**Assignment:**
Print the records again, matching each line exactly.

**Given records:**

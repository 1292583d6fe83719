//! Debt accrual stage.
//!
//! Room debt is additive and persisted: each run adds the room's fractional
//! share of this run's slots, so rounding remainders carry forward.
//! Member debt is a snapshot recomputed from raw counters on every run and
//! therefore self-corrects regardless of how earlier ties were resolved.

use crate::scheduler::context::RunContext;
use log::debug;

/// Fractional number of this run's slots a room is owed.
pub fn fair_share(occupancy: u32, total_occupancy: u32, chore_count: usize) -> f64 {
    if total_occupancy == 0 {
        return 0.0;
    }
    f64::from(occupancy) / f64::from(total_occupancy) * chore_count as f64
}

/// Expected fair share of `total_assignments` minus what the member received.
pub fn member_debt(total_assignments: usize, total_occupancy: u32, assignment_count: u32) -> f64 {
    if total_occupancy == 0 {
        return 0.0;
    }
    total_assignments as f64 / f64::from(total_occupancy) - f64::from(assignment_count)
}

/// Adds this run's share to every room and recomputes every member's debt.
pub fn accrue(ctx: &mut RunContext<'_>) {
    for state in &mut ctx.rooms {
        state.debt += fair_share(state.room.occupancy, ctx.total_occupancy, ctx.chore_count);
        state.slots = 0;
    }

    for state in ctx.members.values_mut() {
        state.debt = member_debt(
            ctx.total_past_assignments,
            ctx.total_occupancy,
            state.assignment_count,
        );
    }

    debug!(
        "event=debt_accrued module=scheduler cycle_id={} rooms={} members={} past_assignments={}",
        ctx.cycle_id,
        ctx.rooms.len(),
        ctx.members.len(),
        ctx.total_past_assignments
    );
}

#[cfg(test)]
mod tests {
    use super::{fair_share, member_debt};

    #[test]
    fn shares_sum_to_chore_count() {
        let occupancies = [1_u32, 2, 3];
        let total: f64 = occupancies
            .iter()
            .map(|occupancy| fair_share(*occupancy, 6, 6))
            .sum();
        assert!((total - 6.0).abs() < 1e-9);
    }

    #[test]
    fn empty_room_is_owed_nothing() {
        assert_eq!(fair_share(0, 51, 12), 0.0);
        assert_eq!(fair_share(3, 0, 12), 0.0);
    }

    #[test]
    fn member_debt_is_expected_minus_received() {
        assert!((member_debt(12, 6, 0) - 2.0).abs() < 1e-9);
        assert!((member_debt(12, 6, 3) + 1.0).abs() < 1e-9);
        assert_eq!(member_debt(0, 6, 0), 0.0);
    }
}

**Exercise response:**
repository 1292583d6fe83719
//! Debt accrual stage.
//!
//! Room debt is additive and persisted: each run adds the room's fractional
//! share of this run's slots, so rounding remainders carry forward.
//! Member debt is a snapshot recomputed from raw counters on every run and
//! therefore self-corrects regardless of how earlier ties were resolved.

use crate::scheduler::context::RunContext;
use log::debug;

/// Fractional number of this run's slots a room is owed.
pub fn fair_share(occupancy: u32, total_occupancy: u32, chore_count: usize) -> f64 {
    if total_occupancy == 0 {
        return 0.0;
    }
    f64::from(occupancy) / f64::from(total_occupancy) * chore_count as f64
}

/// Expected fair share of `total_assignments` minus what the member received.
pub fn member_debt(total_assignments: usize, total_occupancy: u32, assignment_count: u32) -> f64 {
    if total_occupancy == 0 {
        return 0.0;
    }
    total_assignments as f64 / f64::from(total_occupancy) - f64::from(assignment_count)
}

/// Adds this run's share to every room and recomputes every member's debt.
pub fn accrue(ctx: &mut RunContext<'_>) {
    for state in &mut ctx.rooms {
        state.debt += fair_share(state.room.occupancy, ctx.total_occupancy, ctx.chore_count);
        state.slots = 0;
    }

    for state in ctx.members.values_mut() {
        state.debt = member_debt(
            ctx.total_past_assignments,
            ctx.total_occupancy,
            state.assignment_count,
        );
    }

    debug!(
        "event=debt_accrued module=scheduler cycle_id={} rooms={} members={} past_assignments={}",
        ctx.cycle_id,
        ctx.rooms.len(),
        ctx.members.len(),
        ctx.total_past_assignments
    );
}

#[cfg(test)]
mod tests {
    use super::{fair_share, member_debt};

    #[test]
    fn shares_sum_to_chore_count() {
        let occupancies = [1_u32, 2, 3];
        let total: f64 = occupancies
            .iter()
            .map(|occupancy| fair_share(*occupancy, 6, 6))
            .sum();
        assert!((total - 6.0).abs() < 1e-9);
    }

    #[test]
    fn empty_room_is_owed_nothing() {
        assert_eq!(fair_share(0, 51, 12), 0.0);
        assert_eq!(fair_share(3, 0, 12), 0.0);
    }

    #[test]
    fn member_debt_is_expected_minus_received() {
        assert!((member_debt(12, 6, 0) - 2.0).abs() < 1e-9);
        assert!((member_debt(12, 6, 3) + 1.0).abs() < 1e-9);
        assert_eq!(member_debt(0, 6, 0), 0.0);
    }
}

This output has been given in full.